Aller au contenu

Page:Buies - Chroniques, Tome 1, Humeurs et caprices, 1884.djvu/91

La bibliothèque libre.
Cette page a été validée par deux contributeurs.
91
CHRONIQUES

En fait de curiosités, il y a encore ici une baleine de soixante pieds qu’on a trouvée échouée sur la côte nord et qu’on a remorquée jusqu’à Québec, pour la montrer aux badauds, moyennant dix cents.
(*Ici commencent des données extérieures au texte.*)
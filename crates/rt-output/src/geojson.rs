//! GeoJSON output backend.
//!
//! Collects every route as features and writes a single `routes.geojson`
//! FeatureCollection on [`finish`](RouteWriter::finish):
//!
//! - a `LineString` through the path nodes (`kind: "route"`)
//! - a `Point` at the requested origin (`kind: "origin"`)
//! - a `Point` at the requested destination (`kind: "destination"`)
//!
//! Coordinates are `[lon, lat]` as GeoJSON requires.  Skipped requests are
//! not represented.

use std::fs::File;
use std::io::{BufWriter, Write};
use std::path::{Path, PathBuf};

use log::debug;
use serde_json::{Value, json};

use rt_core::GeoPoint;
use rt_route::PlannedRoute;

use crate::OutputResult;
use crate::row::{PointKind, RouteSummaryRow};
use crate::writer::RouteWriter;

/// Writes all routes to one GeoJSON file.
pub struct GeoJsonWriter {
    path:     PathBuf,
    features: Vec<Value>,
    finished: bool,
}

impl GeoJsonWriter {
    /// Writer targeting `dir/routes.geojson`.  The file is created by
    /// `finish`, so `dir` must exist by then.
    pub fn new(dir: &Path) -> Self {
        Self {
            path:     dir.join("routes.geojson"),
            features: Vec::new(),
            finished: false,
        }
    }

    /// The features collected so far.
    pub fn features(&self) -> &[Value] {
        &self.features
    }
}

fn position(p: GeoPoint) -> Value {
    json!([p.lon, p.lat])
}

fn marker(label: &str, kind: PointKind, p: GeoPoint) -> Value {
    json!({
        "type": "Feature",
        "geometry": { "type": "Point", "coordinates": position(p) },
        "properties": { "label": label, "kind": kind.as_str() },
    })
}

impl RouteWriter for GeoJsonWriter {
    fn write_route(&mut self, route: &PlannedRoute) -> OutputResult<()> {
        let row = RouteSummaryRow::from_route(route);
        let line: Vec<Value> = route.path.iter().map(|&p| position(p)).collect();

        self.features.push(json!({
            "type": "Feature",
            "geometry": { "type": "LineString", "coordinates": line },
            "properties": {
                "label":            row.label,
                "kind":             "route",
                "mode":             row.mode,
                "origin_node":      row.origin_node,
                "destination_node": row.destination_node,
                "nodes":            row.nodes,
                "total_minutes":    row.total_minutes,
                "length_m":         row.length_m,
            },
        }));
        self.features.push(marker(&route.label, PointKind::Origin, route.origin));
        self.features.push(marker(&route.label, PointKind::Destination, route.destination));
        Ok(())
    }

    fn write_skipped(&mut self, _label: &str, _reason: &str) -> OutputResult<()> {
        Ok(())
    }

    fn finish(&mut self) -> OutputResult<()> {
        if self.finished {
            return Ok(());
        }
        self.finished = true;

        let collection = json!({
            "type": "FeatureCollection",
            "features": self.features,
        });
        let mut out = BufWriter::new(File::create(&self.path)?);
        serde_json::to_writer_pretty(&mut out, &collection)?;
        out.flush()?;
        debug!("wrote {} features to {}", self.features.len(), self.path.display());
        Ok(())
    }
}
C’est une chose très rare qu’une baleine dans les capitales ; aussi, ne s’aborde-t-on depuis quelques jours dans les rues qu’avec ce dicton consacré par un usage solennel : « As-tu vu la baleine ? » Ceux qui ne l’ont pas vue rougissent de leur ignorance ou de leur pauvreté ; pour moi, j’ai ces deux grâces heureuses qui mènent droit au royaume des cieux. Et cependant, vous allez voir quelle profondeur de science je trouve à l’occasion.

À propos de ce cétacé qu’on exhibe à mes concitadins, je me suis fait cette question. Quels ont été les premiers baleiniers ? R. S. V. P. Ce n’est pas le Breton, dominateur des océans, ni le rude Danois, ni le Hollandais à moitié amphibie, ni le hardi Norvégien, fils des rois de la mer. Non, ce sont les Biscaiens et les Basques qui, les premiers, osèrent attaquer le Léviathan dans ses abîmes, et cela remonte à 1575.

Des historiens, comme il y en a tant, ont voulu prouver, il est vrai, que les Norvégiens avaient été les premiers venus sur ce champ de pêche formidable ; mais en cherchant la preuve, ils ont perdu la piste. Ce que les Norvégiens chassèrent, c’est probablement le grampus du Nord, ou quelque autre diminutif de la baleine. Le vieux navigateur norvégien du neuvième siècle, Tethore, qui a raconté lui-même ses aventures merveilleuses au roi Alfred, parle de non moins de soixante baleines qu’il aurait tuées en un seul jour.